The analysts added that the document is nothing but a tool for China’s official narrative in a global propaganda campaign to shift blame and is far from convincing to the global community.
Lengthy white paper
“China has long been trying to skirt responsibility and repeatedly denied any cover-up. And from China’s own statistics [in the paper], you can tell that they are still trying to cover things up,” Twu Shiing-jer, Taiwan’s former health minister, told VOA.
The report sheds no light on how China dealt with the outbreak before December 27, 2019 – almost one-and-a-half months after government records allegedly showed that the country’s first confirmed case could be traced back to mid-November, Twu said.

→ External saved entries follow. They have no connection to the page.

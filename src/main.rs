mod aggregate;
mod commands;
mod config;
mod dbops;
mod ingest;
mod normalize;
mod patterns;
mod pipeline;
mod record;
mod report;

use clap::{Parser, Subcommand};
use commands::{LogReport, ReportArgs};
use report::{OutputFormat, SortKey};
use std::path::PathBuf;
use tracing_subscriber::EnvFilter;

/// A Rust CLI tool that parses operational log files and reports
/// per-endpoint, per-query and per-test statistics.
#[derive(Parser, Debug)]
#[command(name = "logtally", version, about)]
pub struct Cli {
    /// Config file path
    #[arg(short, long, global = true, default_value = config::DEFAULT_CONFIG_FILE)]
    config: PathBuf,

    /// Extra logging (rejected lines, resolved settings)
    #[arg(short, long, global = true)]
    verbose: bool,

    /// Output format
    #[arg(long, global = true, value_enum, default_value_t = OutputFormat::Table)]
    format: OutputFormat,

    #[command(subcommand)]
    command: Commands,
}

#[derive(Subcommand, Debug)]
enum Commands {
    /// Count HTTP requests per method and normalized path
    Requests {
        /// Log file, or - for stdin
        file: PathBuf,
        #[command(flatten)]
        report: ReportArgs,
    },
    /// Response time statistics per method and normalized path
    RequestTimes {
        file: PathBuf,
        #[command(flatten)]
        report: ReportArgs,
        /// Statistic to sort by
        #[arg(long, value_enum)]
        sort_by: Option<SortKey>,
    },
    /// Count SQL statements by query text
    Sql {
        file: PathBuf,
        #[command(flatten)]
        report: ReportArgs,
    },
    /// Test duration statistics per test
    Tests {
        file: PathBuf,
        #[command(flatten)]
        report: ReportArgs,
        /// List every run instead of per-test statistics
        #[arg(long)]
        runs: bool,
        /// Statistic to sort by
        #[arg(long, value_enum)]
        sort_by: Option<SortKey>,
    },
    /// Count log lines per severity level
    Levels {
        file: PathBuf,
        #[command(flatten)]
        report: ReportArgs,
    },
    /// Count syslog lines per service
    Services {
        file: PathBuf,
        #[command(flatten)]
        report: ReportArgs,
    },
    /// Consolidate database operation counts from a performance report
    DbOps {
        /// Performance report (JSON), or - for stdin
        file: PathBuf,
    },
}

fn init_tracing(verbose: bool) {
    let default_level = if verbose { "debug" } else { "warn" };
    let filter =
        EnvFilter::try_from_default_env().unwrap_or_else(|_| EnvFilter::new(default_level));
    tracing_subscriber::fmt()
        .with_env_filter(filter)
        .with_writer(std::io::stderr)
        .with_target(false)
        .with_thread_ids(false)
        .init();
}

fn run(cli: Cli) -> Result<(), String> {
    // The config file is only required when named explicitly.
    let explicit = cli.config.as_os_str() != config::DEFAULT_CONFIG_FILE;
    let cfg = config::load_config(&cli.config, explicit).map_err(|e| e.to_string())?;
    tracing::debug!(?cfg, "loaded config");
    cfg.patterns.validate().map_err(|e| e.to_string())?;

    let format = cli.format;
    match cli.command {
        Commands::Requests { file, report } => commands::handle_log_report(
            LogReport::Requests,
            &file,
            &cfg,
            &report,
            None,
            format,
        ),
        Commands::RequestTimes {
            file,
            report,
            sort_by,
        } => commands::handle_log_report(
            LogReport::RequestTimes,
            &file,
            &cfg,
            &report,
            sort_by,
            format,
        ),
        Commands::Sql { file, report } => {
            commands::handle_log_report(LogReport::Sql, &file, &cfg, &report, None, format)
        }
        Commands::Tests {
            file,
            report,
            runs,
            sort_by,
        } => commands::handle_log_report(
            LogReport::Tests { runs },
            &file,
            &cfg,
            &report,
            sort_by,
            format,
        ),
        Commands::Levels { file, report } => {
            commands::handle_log_report(LogReport::Levels, &file, &cfg, &report, None, format)
        }
        Commands::Services { file, report } => {
            commands::handle_log_report(LogReport::Services, &file, &cfg, &report, None, format)
        }
        Commands::DbOps { file } => commands::handle_db_ops(&file, format),
    }
}

fn main() {
    let cli = Cli::parse();
    init_tracing(cli.verbose);
    tracing::debug!(?cli, "parsed CLI arguments");

    if let Err(e) = run(cli) {
        eprintln!("Error: {e}");
        std::process::exit(1);
    }
}

#[cfg(test)]
mod tests {
    use super::*;
    use clap::CommandFactory;

    #[test]
    fn cli_definition_is_valid() {
        Cli::command().debug_assert();
    }

    #[test]
    fn parses_global_flags_after_subcommand() {
        let cli = Cli::try_parse_from([
            "logtally",
            "request-times",
            "api.log",
            "--sort-by",
            "median",
            "--limit",
            "5",
            "--format",
            "json",
            "-v",
        ])
        .unwrap();
        assert!(cli.verbose);
        assert_eq!(cli.format, OutputFormat::Json);
        match cli.command {
            Commands::RequestTimes {
                file,
                report,
                sort_by,
            } => {
                assert_eq!(file, PathBuf::from("api.log"));
                assert_eq!(report.limit, Some(5));
                assert_eq!(sort_by, Some(SortKey::Median));
            }
            other => panic!("unexpected command: {other:?}"),
        }
    }

    #[test]
    fn tests_subcommand_runs_flag() {
        let cli = Cli::try_parse_from(["logtally", "tests", "-", "--runs", "--asc"]).unwrap();
        match cli.command {
            Commands::Tests { file, report, runs, .. } => {
                assert_eq!(file, PathBuf::from("-"));
                assert!(runs);
                assert!(report.asc);
            }
            other => panic!("unexpected command: {other:?}"),
        }
    }

    #[test]
    fn default_config_path() {
        let cli = Cli::try_parse_from(["logtally", "db-ops", "perf.json"]).unwrap();
        assert_eq!(cli.config, PathBuf::from(config::DEFAULT_CONFIG_FILE));
        assert_eq!(cli.format, OutputFormat::Table);
    }

    #[test]
    fn broken_pattern_override_fails_before_reading_input() {
        let dir = tempfile::TempDir::new().unwrap();
        let path = dir.path().join("logtally.toml");
        std::fs::write(&path, "[patterns]\nsystemd_sql = '(?P<sql_query>'\n").unwrap();
        let cli = Cli::try_parse_from([
            "logtally",
            "--config",
            path.to_str().unwrap(),
            "levels",
            "/nonexistent/service.log",
        ])
        .unwrap();
        let err = run(cli).unwrap_err();
        assert!(err.contains("systemd-sql"), "{err}");
    }

    #[test]
    fn explicit_missing_config_fails() {
        let cli = Cli::try_parse_from([
            "logtally",
            "--config",
            "/nonexistent/logtally-custom.toml",
            "db-ops",
            "perf.json",
        ])
        .unwrap();
        let err = run(cli).unwrap_err();
        assert!(err.contains("logtally-custom.toml"));
    }
}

The global pandemic, which has killed nearly 400,000 people, could have been avoided had China notified the World Health Organization one month earlier in early December, he said.
China’s refusal to reflect on its mistakes, especially fallacies during the initial cover-up stage, won’t help scientists inside and outside of China map out concrete measures that will prevent new diseases, Twu added, saying China’s lies keep piling up in the paper.
In the first chapter of the paper, titled, “China’s Fight Against the Epidemic: a Test of Fire,” China said it had asked Wuhan residents to wear masks and made public disclosure of the disease as early as December 31, even though it waited until Jan. 20 to confirm the nature of the virus’s human-to-human transmission.
But words of two Chinese whistle-blower doctors Ai Fen and Li Wenliang of Central Hospital of Wuhan suggested otherwise.
Dr. Ai once told local media that she was asked by hospital authorities to shut up and her colleagues in the emergency room were discouraged from putting on protective masks or suits until late January.
Police in Wuhan also reprimanded Dr. Li, along with his seven colleagues, for spreading rumors on January 3 after they raised the alarm about the virus. Li succumbed to the disease on Feb 7, leaving behind his last words that “there should be more than one voice in a healthy society.”
At a press briefing to release the white paper, Xu Lin, minister of the State Council Information Office, denied any cover-up, saying, "Such accusations are groundless, unreasonable and a show of disrespect for science."
High cure rate
Other highlights of the report included that China boasted a cure rate of 94.3 percent as its death toll stood at 4,634 out of a total of 83,017 confirmed patients, as of the end of May.
China also said all patients were given free treatment, which cost the government some $190 million for its nearly 59,000 inpatients, while traditional Chinese medicine was found effective in treating 92 percent of COVID-19 patients.
China also gave itself credit for having sent a total of 29 medical expert teams to 27 countries and offered help to 150 nations and four international organizations.
Some Chinese netizens appeared to fully embrace the official narrative in the government’s white paper.
On Weibo, China’s Twitter-like social microblogging site, nationalistic comments such as, “I love China. A great nation with great people” or “China puts lives before anything. U.S. capitalists put votes before anything,” were posted.
Other Weibo users, however, expressed criticism.
One user asked, “Have we forgotten what happened in Wuhan in the initial stage? Is it too early to take credits?” Another wrote, “Do you think the world will believe in Chinese officials when they say there’s no cover-up and delay in response?”
Ross Feingold, a Taipei-based political analyst, said the document only serves China’s record of its response to COVID-19 and a document for its politicians, diplomats and state media to refer to when defending China.
He said it has little effect on the world’s perception about China.
“This kind of messaging is not going to change the trajectory of public policy in the United States whether it is increasing bipartisan consensus within the Democrats or Republicans, industry [and] other stakeholders about how to approach relations with China,” said Feingold.